As we are building a new facility, we will with that enable the growth, but we will also bring in and have the opportunity to bring in new technologies that will enable us to reduce the carbon footprint and deliver the savings through the fact that we need less labor in this highly automated facility. While we are consolidating, bringing new technologies in, with that, we also actually enable further innovations that are in the pipeline for Cloetta as a business. Let's have a look at what that looks like, and I will zoom in to a slide and a graph that Henri showed before. On the left-hand side, you see the red bars. Those red bars effectively indicate that the current network is full. We are running at the maximum capacity of our network.

What we will do during the construction phase of this project is we will try to seek for further efficiencies within the current network, as well as work with our strategic third-party suppliers to enable this growth. Later on, when the red bars turn green, and then we're looking at the end of 2024, when this new facility comes on stream, we will start up two new lines. From there onwards, we will be able to facilitate that growth through our own network. If we then move into 2025 and into 2026, you actually see that the gray bar becomes less. That gray bar becoming less means that we are able then to in-source the current volume that is with our third-party suppliers.

This roughly equates to 3.5 kilotons, and Frans will show you what it means in terms of the financials. Further on, when you look to the right, you see that we are increasing the volume produced. This is then done through our current network, the sites that are still then part of this core candy category by increasing shift pattern, maximizing the delivery through this network. Now you might question, how are we going to deliver that, so those savings? That's what I'd like to show you here. Point one, we are building a greenfield facility. With building this greenfield facility, we are able to challenge the current ways of working. Our current network isn't necessarily set up in the most efficient way.

What we will do based on all the latest insights, industry insights I should say here, available, we are looking to streamline our current setup. With that, we effectively enable then the possibility to use less labor through those, streamlined sites and using technology available that facilitates that. That equates roughly to like for like, 150 FTEs less in the new facility than we have currently, in our three facilities that we are consolidating. Secondly, which is point two, we are consolidating three sites. That would mean, as Henry already said, you know, less management. With that, also the requirement of indirect costs related to operating those sites. For instance, as an example, maintenance required to run that consolidated site will be less than the money currently spent on those three sites individually.

Then thirdly, but not lastly, we will also create savings by producing right first time and using new technologies that in itself enable us to produce less waste or what we call rework that goes back into the process. That is how we are planning to deliver those savings. If you look at it from a sustainability point of view, as already mentioned, we have a big green tick box on the sustainable electricity used in our current facilities. We do expect further savings from this consolidated network and working with our suppliers, which you see in the bottom left and the middle left, working with our suppliers to challenge the current status quo, reducing the units used to produce our products.

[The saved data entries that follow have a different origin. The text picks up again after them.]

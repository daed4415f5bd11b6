//! Category repository.
//!
//! Category deletion is physical: post links are removed first inside the
//! same transaction. The default-category swap is also transactional.

use async_trait::async_trait;
use sea_orm::sea_query::Expr;
use sea_orm::{
    ActiveModelTrait, ColumnTrait, DatabaseConnection, EntityTrait, PaginatorTrait, QueryFilter,
    QueryOrder, Set, TransactionTrait,
};

use super::entities::category::{self, ActiveModel, Entity as CategoryEntity};
use super::entities::post_category::{self, Entity as PostCategoryEntity};
use crate::domain::category::{Category, CategoryRow, CreateCategory, UpdateCategory};
use crate::errors::{AppError, AppResult};
use crate::types::SortParams;

#[cfg(any(test, feature = "test-utils"))]
use mockall::automock;

#[cfg_attr(any(test, feature = "test-utils"), automock)]
#[async_trait]
pub trait CategoryRepository: Send + Sync {
    /// All live rows matching the name search, in the requested sort order.
    /// The service flattens the tree and paginates afterwards.
    async fn find_rows(&self, search: Option<String>, sort: SortParams)
        -> AppResult<Vec<CategoryRow>>;

    /// Live row count for the same search
    async fn count(&self, search: Option<String>) -> AppResult<u64>;

    async fn find_by_id(&self, id: i32) -> AppResult<Option<Category>>;

    /// How many of the given ids exist (foreign-reference validation)
    async fn count_by_ids(&self, ids: Vec<i32>) -> AppResult<u64>;

    /// (id, is_default) pairs for the ids that exist
    async fn find_flags_by_ids(&self, ids: Vec<i32>) -> AppResult<Vec<(i32, bool)>>;

    async fn slug_exists(&self, slug: &str, exclude_id: Option<i32>) -> AppResult<bool>;

    /// Insert with an already-probed unique slug
    async fn create(&self, actor: i32, data: CreateCategory, final_slug: String)
        -> AppResult<i32>;

    /// Update with an already-probed slug
    async fn update(
        &self,
        actor: i32,
        id: i32,
        data: UpdateCategory,
        final_slug: String,
    ) -> AppResult<()>;

    /// Physically delete categories and their post links, atomically
    async fn delete_many(&self, ids: Vec<i32>) -> AppResult<()>;

    /// Clear previous default(s) and mark the given id, atomically
    async fn set_default(&self, actor: i32, id: i32) -> AppResult<()>;
}

pub struct CategoryStore {
    db: DatabaseConnection,
}

impl CategoryStore {
    pub fn new(db: DatabaseConnection) -> Self {
        Self { db }
    }
}

#[async_trait]
impl CategoryRepository for CategoryStore {
    async fn find_rows(
        &self,
        search: Option<String>,
        sort: SortParams,
    ) -> AppResult<Vec<CategoryRow>> {
        let mut query = CategoryEntity::find().filter(category::Column::DeleteFlg.eq(0));
        if let Some(search) = &search {
            query = query.filter(category::Column::Name.contains(search.as_str()));
        }

        let dir = sort.direction();
        query = match sort.sort_by.as_deref() {
            Some("name") => query.order_by(category::Column::Name, dir),
            Some("slug") => query.order_by(category::Column::Slug, dir),
            _ => query.order_by(category::Column::Id, sea_orm::Order::Asc),
        };

        let models = query.all(&self.db).await.map_err(AppError::from)?;

        Ok(models
            .into_iter()
            .map(|m| CategoryRow {
                id: m.id,
                name: m.name,
                description: m.description,
                parent_id: m.parent_id,
                is_default: m.is_default,
            })
            .collect())
    }

    async fn count(&self, search: Option<String>) -> AppResult<u64> {
        let mut query = CategoryEntity::find().filter(category::Column::DeleteFlg.eq(0));
        if let Some(search) = &search {
            query = query.filter(category::Column::Name.contains(search.as_str()));
        }
        query.count(&self.db).await.map_err(AppError::from)
    }

    async fn find_by_id(&self, id: i32) -> AppResult<Option<Category>> {
        let result = CategoryEntity::find_by_id(id)
            .one(&self.db)
            .await
            .map_err(AppError::from)?;

        Ok(result.map(|m| Category {
            id: m.id,
            name: m.name,
            slug: m.slug,
            description: m.description,
            parent_id: m.parent_id,
            is_default: m.is_default,
            delete_flg: m.delete_flg,
            created_time: m.created_time,
            created_user: m.created_user,
            updated_time: m.updated_time,
            updated_user: m.updated_user,
        }))
    }

    async fn count_by_ids(&self, ids: Vec<i32>) -> AppResult<u64> {
        CategoryEntity::find()
            .filter(category::Column::Id.is_in(ids))
            .count(&self.db)
            .await
            .map_err(AppError::from)
    }

    async fn find_flags_by_ids(&self, ids: Vec<i32>) -> AppResult<Vec<(i32, bool)>> {
        let models = CategoryEntity::find()
            .filter(category::Column::Id.is_in(ids))
            .all(&self.db)
            .await
            .map_err(AppError::from)?;

        Ok(models.into_iter().map(|m| (m.id, m.is_default)).collect())
    }

    async fn slug_exists(&self, slug: &str, exclude_id: Option<i32>) -> AppResult<bool> {
        let mut query = CategoryEntity::find().filter(category::Column::Slug.eq(slug));
        if let Some(id) = exclude_id {
            query = query.filter(category::Column::Id.ne(id));
        }
        Ok(query.count(&self.db).await.map_err(AppError::from)? > 0)
    }

    async fn create(
        &self,
        actor: i32,
        data: CreateCategory,
        final_slug: String,
    ) -> AppResult<i32> {
        let now = chrono::Utc::now();
        let active_model = ActiveModel {
            name: Set(data.name),
            slug: Set(final_slug),
            description: Set(data.description),
            parent_id: Set(data.parent_id),
            is_default: Set(false),
            delete_flg: Set(0),
            created_time: Set(now),
            created_user: Set(Some(actor)),
            updated_time: Set(now),
            updated_user: Set(Some(actor)),
            ..Default::default()
        };

        let model = active_model.insert(&self.db).await.map_err(AppError::from)?;
        Ok(model.id)
    }

    async fn update(
        &self,
        actor: i32,
        id: i32,
        data: UpdateCategory,
        final_slug: String,
    ) -> AppResult<()> {
        let model = CategoryEntity::find_by_id(id)
            .one(&self.db)
            .await?
            .ok_or_else(|| AppError::not_found("Danh mục không tồn tại"))?;

        let mut active: ActiveModel = model.into();
        active.name = Set(data.name);
        active.slug = Set(final_slug);
        active.description = Set(data.description);
        active.parent_id = Set(data.parent_id);
        active.updated_time = Set(chrono::Utc::now());
        active.updated_user = Set(Some(actor));
        active.update(&self.db).await.map_err(AppError::from)?;
        Ok(())
    }

    async fn delete_many(&self, ids: Vec<i32>) -> AppResult<()> {
        let txn = self.db.begin().await.map_err(AppError::from)?;

        PostCategoryEntity::delete_many()
            .filter(post_category::Column::CategoryId.is_in(ids.clone()))
            .exec(&txn)
            .await
            .map_err(AppError::from)?;

        CategoryEntity::delete_many()
            .filter(category::Column::Id.is_in(ids))
            .exec(&txn)
            .await
            .map_err(AppError::from)?;

        txn.commit().await.map_err(AppError::from)?;
        Ok(())
    }

    async fn set_default(&self, actor: i32, id: i32) -> AppResult<()> {
        let txn = self.db.begin().await.map_err(AppError::from)?;

        CategoryEntity::update_many()
            .col_expr(category::Column::IsDefault, Expr::value(false))
            .filter(category::Column::IsDefault.eq(true))
            .exec(&txn)
            .await
            .map_err(AppError::from)?;

        CategoryEntity::update_many()
            .col_expr(category::Column::IsDefault, Expr::value(true))
            .col_expr(category::Column::UpdatedUser, Expr::value(Some(actor)))
            .col_expr(
                category::Column::UpdatedTime,
                Expr::value(chrono::Utc::now()),
            )
            .filter(category::Column::Id.eq(id))
            .exec(&txn)
            .await
            .map_err(AppError::from)?;

        txn.commit().await.map_err(AppError::from)?;
        Ok(())
    }
}
//! Namespaced key/value settings.

use serde::{Deserialize, Serialize};
use utoipa::ToSchema;
use validator::Validate;

/// One key/value pair inside a namespace.
#[derive(Debug, Clone, Serialize, Deserialize, ToSchema)]
pub struct SettingEntry {
    pub key: String,
    pub value: String,
}

/// Batch create/update payload: `{"settings": [...]}`.
#[derive(Debug, Clone, Deserialize, Validate, ToSchema)]
pub struct SettingBatch {
    #[validate(length(min = 1, message = "Danh sách settings không được để trống"))]
    pub settings: Vec<SettingEntry>,
}

/// Batch create outcome; colliding keys are skipped, not fatal.
#[derive(Debug, Clone, Serialize, ToSchema)]
pub struct SettingCreateOutcome {
    pub success: bool,
    pub created: Vec<String>,
    pub skipped: Vec<String>,
}

/// Batch update outcome; missing keys are skipped, not fatal.
#[derive(Debug, Clone, Serialize, ToSchema)]
pub struct SettingUpdateOutcome {
    pub success: bool,
    pub updated: Vec<String>,
    pub skipped: Vec<String>,
}
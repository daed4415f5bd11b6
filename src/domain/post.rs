//! Blog post types.

use chrono::{DateTime, Utc};
use serde::{Deserialize, Serialize};
use utoipa::ToSchema;
use validator::Validate;

use super::user::AuthorRef;

/// Full post aggregate as stored.
#[derive(Debug, Clone)]
pub struct Post {
    pub id: i32,
    pub title: String,
    pub content: Option<String>,
    pub excerpt: Option<String>,
    pub slug: String,
    pub status: i32,
    pub password: Option<String>,
    pub thumbnail: Option<String>,
    pub author_id: i32,
    pub delete_flg: i32,
    pub created_time: DateTime<Utc>,
    pub updated_time: DateTime<Utc>,
}

/// Back-office listing row.
#[derive(Debug, Clone, Serialize, ToSchema)]
#[serde(rename_all = "camelCase")]
pub struct PostListItem {
    pub id: i32,
    pub title: String,
    pub created_time: DateTime<Utc>,
    pub delete_flg: i32,
    pub status: i32,
}

/// Public listing row; content may be truncated to a word limit.
#[derive(Debug, Clone, Serialize, ToSchema)]
#[serde(rename_all = "camelCase")]
pub struct PublicPostItem {
    pub id: i32,
    pub title: String,
    pub excerpt: Option<String>,
    pub content: String,
    pub author: AuthorRef,
    pub created_time: DateTime<Utc>,
}

/// Category reference attached to a post payload.
#[derive(Debug, Clone, Serialize, ToSchema)]
#[serde(rename_all = "camelCase")]
pub struct CategoryRef {
    pub id: i32,
    pub name: String,
    pub slug: String,
}

/// Full post payload for the back office.
#[derive(Debug, Clone, Serialize, ToSchema)]
#[serde(rename_all = "camelCase")]
pub struct PostDetail {
    pub id: i32,
    pub title: String,
    pub content: Option<String>,
    pub excerpt: Option<String>,
    pub slug: String,
    pub status: i32,
    pub password: Option<String>,
    pub thumbnail: Option<String>,
    pub created_time: DateTime<Utc>,
    pub updated_time: DateTime<Utc>,
    pub author: Option<AuthorRef>,
    pub categories: Vec<CategoryRef>,
}

/// Public post payload fetched by slug.
#[derive(Debug, Clone, Serialize, ToSchema)]
#[serde(rename_all = "camelCase")]
pub struct PublicPostDetail {
    pub id: i32,
    pub title: String,
    pub slug: String,
    pub excerpt: Option<String>,
    pub content: Option<String>,
    pub author: Option<AuthorRef>,
    pub created_time: DateTime<Utc>,
    pub updated_time: DateTime<Utc>,
}

#[derive(Debug, Clone, Deserialize, Validate, ToSchema)]
#[serde(rename_all = "camelCase")]
pub struct CreatePost {
    #[validate(length(min = 1, message = "Tiêu đề không được để trống"))]
    pub title: String,
    pub content: Option<String>,
    pub excerpt: Option<String>,
    #[validate(length(min = 1, message = "Slug không được để trống"))]
    pub slug: String,
    pub status: Option<i32>,
    pub password: Option<String>,
    pub thumbnail: Option<String>,
    pub category_ids: Option<Vec<i32>>,
}

#[derive(Debug, Clone, Deserialize, Validate, ToSchema)]
#[serde(rename_all = "camelCase")]
pub struct UpdatePost {
    #[validate(length(min = 1, message = "Tiêu đề không được để trống"))]
    pub title: String,
    pub content: Option<String>,
    pub excerpt: Option<String>,
    /// Re-validated and re-probed only when it differs from the stored slug
    pub slug: Option<String>,
    pub status: Option<i32>,
    pub password: Option<String>,
    pub thumbnail: Option<String>,
    pub category_ids: Option<Vec<i32>>,
}
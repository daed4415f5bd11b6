//! Media service: writes uploads under `uploads/YYYY/MM/`, registers the
//! metadata, and removes backing files before their rows on delete.

use async_trait::async_trait;
use std::path::{Path, PathBuf};
use std::sync::Arc;

use chrono::{Datelike, Utc};

use crate::config::UPLOAD_DIR;
use crate::domain::media::{
    FailedDelete, MediaDeleteOutcome, MediaListItem, MediaType, MediaUploadOutcome, StoredUpload,
};
use crate::errors::{AppError, AppResult};
use crate::infra::repositories::MediaRepository;
use crate::types::{FindParams, Pageable, SortParams, SuccessType};

/// Media service trait for dependency injection.
#[async_trait]
pub trait MediaService: Send + Sync {
    async fn find_all(
        &self,
        filter: FindParams,
        pageable: Pageable,
        sort: SortParams,
    ) -> AppResult<Vec<MediaListItem>>;

    async fn count(&self, filter: FindParams) -> AppResult<u64>;

    /// Write one uploaded file to disk and register it
    async fn store_upload(
        &self,
        actor: i32,
        original_name: String,
        mime_type: String,
        bytes: Vec<u8>,
    ) -> AppResult<MediaUploadOutcome>;

    /// Delete media: backing files first, then the rows of the files
    /// that could be removed. Per-item failures are reported, not raised.
    async fn delete_many(&self, ids: Vec<i32>) -> AppResult<MediaDeleteOutcome>;
}

/// Concrete implementation of MediaService.
pub struct MediaManager {
    repo: Arc<dyn MediaRepository>,
}

impl MediaManager {
    pub fn new(repo: Arc<dyn MediaRepository>) -> Self {
        Self { repo }
    }

    /// `uploads/YYYY/MM` under the working directory, created on demand.
    async fn upload_dir(&self) -> AppResult<(PathBuf, String)> {
        let now = Utc::now();
        let relative = format!("{}/{:04}/{:02}", UPLOAD_DIR, now.year(), now.month());
        let absolute = PathBuf::from(&relative);
        tokio::fs::create_dir_all(&absolute)
            .await
            .map_err(|e| AppError::internal(format!("cannot create upload dir: {}", e)))?;
        Ok((absolute, relative))
    }

    /// Probe `name.ext`, `name-1.ext`, ... until a free file name is found.
    async fn free_file_name(dir: &Path, original_name: &str) -> String {
        let (base, ext) = match original_name.rsplit_once('.') {
            Some((base, ext)) => (base.to_string(), format!(".{}", ext)),
            None => (original_name.to_string(), String::new()),
        };

        let mut candidate = format!("{}{}", base, ext);
        let mut counter = 1;
        while tokio::fs::try_exists(dir.join(&candidate)).await.unwrap_or(false) {
            candidate = format!("{}-{}{}", base, counter, ext);
            counter += 1;
        }
        candidate
    }
}

#[async_trait]
impl MediaService for MediaManager {
    async fn find_all(
        &self,
        filter: FindParams,
        pageable: Pageable,
        sort: SortParams,
    ) -> AppResult<Vec<MediaListItem>> {
        self.repo.list(filter, pageable, sort).await
    }

    async fn count(&self, filter: FindParams) -> AppResult<u64> {
        self.repo.count(filter).await
    }

    async fn store_upload(
        &self,
        actor: i32,
        original_name: String,
        mime_type: String,
        bytes: Vec<u8>,
    ) -> AppResult<MediaUploadOutcome> {
        let (dir, relative_dir) = self.upload_dir().await?;
        let file_name = Self::free_file_name(&dir, &original_name).await;

        let size = bytes.len() as i64;
        tokio::fs::write(dir.join(&file_name), bytes)
            .await
            .map_err(|e| AppError::internal(format!("cannot write upload: {}", e)))?;

        let kind = MediaType::from_mime(&mime_type);
        let upload = StoredUpload {
            original_name,
            relative_path: format!("/{}/{}", relative_dir, file_name),
            mime_type,
            size,
        };

        let (id, url) = self.repo.create(actor, upload, kind).await?;
        Ok(MediaUploadOutcome {
            id,
            url,
            success: true,
            kind: SuccessType::Create,
        })
    }

    async fn delete_many(&self, ids: Vec<i32>) -> AppResult<MediaDeleteOutcome> {
        let files = self.repo.find_files_by_ids(ids).await?;

        let mut deleted = Vec::new();
        let mut failed = Vec::new();

        for file in files {
            let path = PathBuf::from(file.slug.trim_start_matches('/'));
            match tokio::fs::remove_file(&path).await {
                Ok(()) => deleted.push(file.id),
                // A missing file is already gone; only a real I/O failure
                // keeps the row alive
                Err(e) if e.kind() == std::io::ErrorKind::NotFound => deleted.push(file.id),
                Err(e) => {
                    tracing::warn!(id = file.id, path = %path.display(), error = %e, "file removal failed");
                    failed.push(FailedDelete {
                        id: file.id,
                        reason: "Lỗi khi xoá file vật lý".to_string(),
                    });
                }
            }
        }

        if !deleted.is_empty() {
            self.repo.delete_by_ids(deleted.clone()).await?;
        }

        Ok(MediaDeleteOutcome {
            success: true,
            deleted,
            failed,
        })
    }
}
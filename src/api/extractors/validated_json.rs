//! JSON extractor that runs `validator` rules before the handler sees
//! the payload.

use axum::{
    async_trait,
    extract::{rejection::JsonRejection, FromRequest, Request},
    Json,
};
use serde::de::DeserializeOwned;
use validator::Validate;

use crate::errors::AppError;

pub struct ValidatedJson<T>(pub T);

#[async_trait]
impl<S, T> FromRequest<S> for ValidatedJson<T>
where
    S: Send + Sync,
    T: DeserializeOwned + Validate,
    Json<T>: FromRequest<S, Rejection = JsonRejection>,
{
    type Rejection = AppError;

    async fn from_request(req: Request, state: &S) -> Result<Self, Self::Rejection> {
        let Json(value) = Json::<T>::from_request(req, state)
            .await
            .map_err(|e| AppError::validation(e.body_text()))?;

        value.validate().map_err(|errors| {
            // Surface the first declared message; field order is not stable
            // but every message is actionable on its own
            let message = errors
                .field_errors()
                .into_values()
                .flatten()
                .find_map(|error| error.message.as_ref().map(ToString::to_string))
                .unwrap_or_else(|| "Validation failed".to_string());
            AppError::validation(message)
        })?;

        Ok(ValidatedJson(value))
    }
}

As well as, I go to the top middle, we will seek for technologies that use less gas or, you know, move to sustainable sources or even totally engineering out the use of gas in the future. Also, I move to the right, with a consolidated network, we will have less transport movements within the network, i.e., meaning less road kilometers, so therefore reducing our carbon emission. Last but not least, by reducing, sorry, by producing, I should say, less waste, you also use less resources to produce that product, meaning less carbon emission. Let's look into, you know, the timeline of this project. We're standing here, 2022. I do appreciate that, you know, we are looking at a timeline up to 2026, and it takes a while, but it is also realistic, yeah.

Unfortunately, I don't have a magic wand and the ability to say, "Hey, let's start a new facility today." In 2022, we have, like I said, secured a plot of land through an option with the Roosendaal municipality. We are currently going through all the processes that are required before we can put a stake in the ground. To end, obviously as well, and I should not forget that, we need to reach an agreement with the unions in Belgium because we are closing three sites. We are retaining effectively the opportunity to transfer to bring our current employees from the current sites to the future site, but we also need to take care of those employees that cannot move with us to the new facility.

In 2023, we will start the building of this new facility, and then into 2024, we will bring new lines into that new facility to start production. That in itself, as I showed in the volume graph, will take us up to 2025, and Frans will show you the financials related to that. Into 2025 to bring this new site fully up and running, and then into 2026, we will decommission our current sites and sell off those facilities because they are owned by us. Where does this leave us in total? Henry showed you the top graph, and what I can say here, you know, all the sites will then show green. We will have created a state-of-the-art facility and a network that is sufficient for the future, and we'll be able to deliver that growth.

We will deliver the savings through effectively the consolidation, as well as delivering our commitments to the science-based targets that we've signed up to. Equally, and let's quantify that a bit further, we also, with this, will deliver savings, as I said earlier on in one of the slides, in the total overheads cost, i.e. maintenance. That's what you see at the bottom left. Yeah, if I project and I would use the last five years' figures and I would project it onto the future, we see a significant saving potential by not having to maintain those facilities that we currently run. One could even say that going forward, that cost would increase 'cause an older car would require more maintenance than a new car that we would put on the road. Factories are no different to that.

With that being said, I'd like to hand over to Frans.

Frans Rydén
CFO, Cloetta

Thank you. Let us start with the EBIT delivery from the Greenfield. When we announced the board's intention in May this year, we talked about adding 15,000 tons of capacity and SEK 160 million-SEK 180 million additional EBIT as a result, but not so much because of the capacity added, but because of the efficiency savings, and only a minor portion was coming from the growth that was enabled. We also shared that we would be able to insource products pending further growth, but at the time, we were not able to quantify the value of that. Today, we're able to quantify the value of those efficiency savings, SEK 135 million-SEK 155 million, and also the value of the initial growth of 3,000 tons that has been built in.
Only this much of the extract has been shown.